ParameterTypeDefaultDescription
modelstrrequiredModel name (e.g., "claude-3-5-sonnet-20241022", "computer-use-preview", "omni+vertex_ai/gemini-pro")
toolsList[Any]NoneList of tools (e.g., computer objects, decorated functions)
custom_loopCallableNoneCustom agent loop function (overrides auto-selection)
only_n_most_recent_imagesintNoneIf set, only keep the N most recent images in message history (adds ImageRetentionCallback)
callbacksList[Any]NoneList of AsyncCallbackHandler instances for preprocessing/postprocessing
verbosityintNoneLogging level (logging.DEBUG, logging.INFO, etc.; adds LoggingCallback)
trajectory_dirstrNoneDirectory to save trajectory data (adds TrajectorySaverCallback)
max_retriesint3Maximum number of retries for failed API calls
screenshot_delayfloat | int0.5Delay before screenshots (seconds)
use_prompt_cachingboolFalseUse prompt caching to avoid reprocessing the same prompt (mainly for Anthropic)
max_trajectory_budgetfloat | dictNoneIf set, adds BudgetManagerCallback to track usage costs and stop when budget is exceeded
**kwargsanyAdditional arguments passed to the agent loop

Parameter Details

  • model: The LLM or agent model to use. Determines which agent loop is selected unless custom_loop is provided.
  • tools: List of tools the agent can use (e.g., Computer, sandboxed Python functions, etc.).
  • custom_loop: Optional custom agent loop function. If provided, overrides automatic loop selection.
  • only_n_most_recent_images: If set, only the N most recent images are kept in the message history. Useful for limiting memory usage. Automatically adds ImageRetentionCallback.
  • callbacks: List of callback instances for advanced preprocessing, postprocessing, logging, or custom hooks. See Callbacks & Extensibility.
  • verbosity: Logging level (e.g., logging.INFO). If set, adds a logging callback.
  • trajectory_dir: Directory path to save full trajectory data, including screenshots and responses. Adds TrajectorySaverCallback.
  • max_retries: Maximum number of retries for failed API calls (default: 3).
  • screenshot_delay: Delay (in seconds) before taking screenshots (default: 0.5).
  • use_prompt_caching: Enables prompt caching for repeated prompts (mainly for Anthropic models).
  • max_trajectory_budget: If set (float or dict), adds a budget manager callback that tracks usage costs and stops execution if the budget is exceeded. Dict allows advanced options (e.g., { "max_budget": 5.0, "raise_error": True }).
  • **kwargs: Any additional keyword arguments are passed through to the agent loop or model provider.

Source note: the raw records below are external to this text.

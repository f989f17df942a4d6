//! Storage layout and TTL-aware accessors for the sXLM token.

use protocol_common::constants::{
    INSTANCE_BUMP_AMOUNT, INSTANCE_LIFETIME_THRESHOLD, PERSISTENT_BUMP_AMOUNT,
    PERSISTENT_LIFETIME_THRESHOLD,
};
use soroban_sdk::{contracttype, Address, Env, String};

#[derive(Clone)]
#[contracttype]
pub enum DataKey {
    Admin,
    Minter,
    Name,
    Symbol,
    Decimals,
    TotalSupply,
    Balance(Address),
    Allowance(AllowanceKey),
}

#[derive(Clone)]
#[contracttype]
pub struct AllowanceKey {
    pub from: Address,
    pub spender: Address,
}

#[derive(Clone)]
#[contracttype]
pub struct AllowanceValue {
    pub amount: i128,
    pub expiration_ledger: u32,
}

pub fn extend_instance(env: &Env) {
    env.storage()
        .instance()
        .extend_ttl(INSTANCE_LIFETIME_THRESHOLD, INSTANCE_BUMP_AMOUNT);
}

pub fn extend_balance(env: &Env, addr: &Address) {
    let key = DataKey::Balance(addr.clone());
    if env.storage().persistent().has(&key) {
        env.storage().persistent().extend_ttl(
            &key,
            PERSISTENT_LIFETIME_THRESHOLD,
            PERSISTENT_BUMP_AMOUNT,
        );
    }
}

pub fn has_admin(env: &Env) -> bool {
    env.storage().instance().has(&DataKey::Admin)
}

pub fn read_admin(env: &Env) -> Address {
    env.storage().instance().get(&DataKey::Admin).unwrap()
}

pub fn write_admin(env: &Env, admin: &Address) {
    env.storage().instance().set(&DataKey::Admin, admin);
}

pub fn read_minter(env: &Env) -> Address {
    env.storage().instance().get(&DataKey::Minter).unwrap()
}

pub fn write_minter(env: &Env, minter: &Address) {
    env.storage().instance().set(&DataKey::Minter, minter);
}

pub fn read_metadata_string(env: &Env, key: &DataKey) -> String {
    env.storage().instance().get(key).unwrap()
}

pub fn read_decimals(env: &Env) -> u32 {
    env.storage().instance().get(&DataKey::Decimals).unwrap()
}

pub fn read_balance(env: &Env, addr: &Address) -> i128 {
    let key = DataKey::Balance(addr.clone());
    let val: i128 = env.storage().persistent().get(&key).unwrap_or(0);
    if val > 0 {
        env.storage().persistent().extend_ttl(
            &key,
            PERSISTENT_LIFETIME_THRESHOLD,
            PERSISTENT_BUMP_AMOUNT,
        );
    }
    val
}

/// Write a balance; zero balances are removed instead of stored.
pub fn write_balance(env: &Env, addr: &Address, amount: i128) {
    let key = DataKey::Balance(addr.clone());
    if amount == 0 {
        env.storage().persistent().remove(&key);
    } else {
        env.storage().persistent().set(&key, &amount);
        env.storage().persistent().extend_ttl(
            &key,
            PERSISTENT_LIFETIME_THRESHOLD,
            PERSISTENT_BUMP_AMOUNT,
        );
    }
}

pub fn read_total_supply(env: &Env) -> i128 {
    env.storage()
        .instance()
        .get(&DataKey::TotalSupply)
        .unwrap_or(0)
}

pub fn write_total_supply(env: &Env, amount: i128) {
    env.storage().instance().set(&DataKey::TotalSupply, &amount);
}

pub fn read_allowance(env: &Env, from: &Address, spender: &Address) -> Option<AllowanceValue> {
    let key = DataKey::Allowance(AllowanceKey {
        from: from.clone(),
        spender: spender.clone(),
    });
    env.storage().persistent().get(&key)
}

pub fn write_allowance(env: &Env, from: &Address, spender: &Address, value: &AllowanceValue) {
    let key = DataKey::Allowance(AllowanceKey {
        from: from.clone(),
        spender: spender.clone(),
    });
    if value.amount == 0 {
        env.storage().persistent().remove(&key);
        return;
    }
    env.storage().persistent().set(&key, value);
    env.storage().persistent().extend_ttl(
        &key,
        PERSISTENT_LIFETIME_THRESHOLD,
        PERSISTENT_BUMP_AMOUNT,
    );
}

Example with advanced options:

from agent import ComputerAgent
from computer import Computer
from agent.callbacks import ImageRetentionCallback

agent = ComputerAgent(
    model="anthropic/claude-3-5-sonnet-20241022",
    tools=[Computer(...)],
    only_n_most_recent_images=3,
    callbacks=[ImageRetentionCallback(only_n_most_recent_images=3)],
    verbosity=logging.INFO,
    trajectory_dir="trajectories",
    max_retries=5,
    screenshot_delay=1.0,
    use_prompt_caching=True,
    max_trajectory_budget={"max_budget": 5.0, "raise_error": True}
)

Message Array (Multi-turn)

messages = [
    {"role": "user", "content": "go to trycua on gh"},
    # ... (reasoning, computer_call, computer_call_output, etc)
]
async for result in agent.run(messages):
    # Handle output, tool invocations, screenshots, etc.
    print("Agent:", result["output"][-1]["content"][0]["text"])
    messages += result["output"] # Add agent output to message array
    ...

Supported Agent Loops

  • Anthropic: Claude 4, 3.7, 3.5 models
  • OpenAI: computer-use-preview
  • UITARS: UI-TARS 1.5 models (Hugging Face, TGI)
  • Omni: Omniparser + any LLM

See Agent Loops for supported models and details.

Callbacks & Extensibility

You can add preprocessing and postprocessing hooks using callbacks, or write your own by subclassing AsyncCallbackHandler:

from agent.callbacks import ImageRetentionCallback, PIIAnonymizationCallback

agent = ComputerAgent(
    model="anthropic/claude-3-5-sonnet-20241022",
    tools=[computer],
    callbacks=[ImageRetentionCallback(only_n_most_recent_images=3)]
)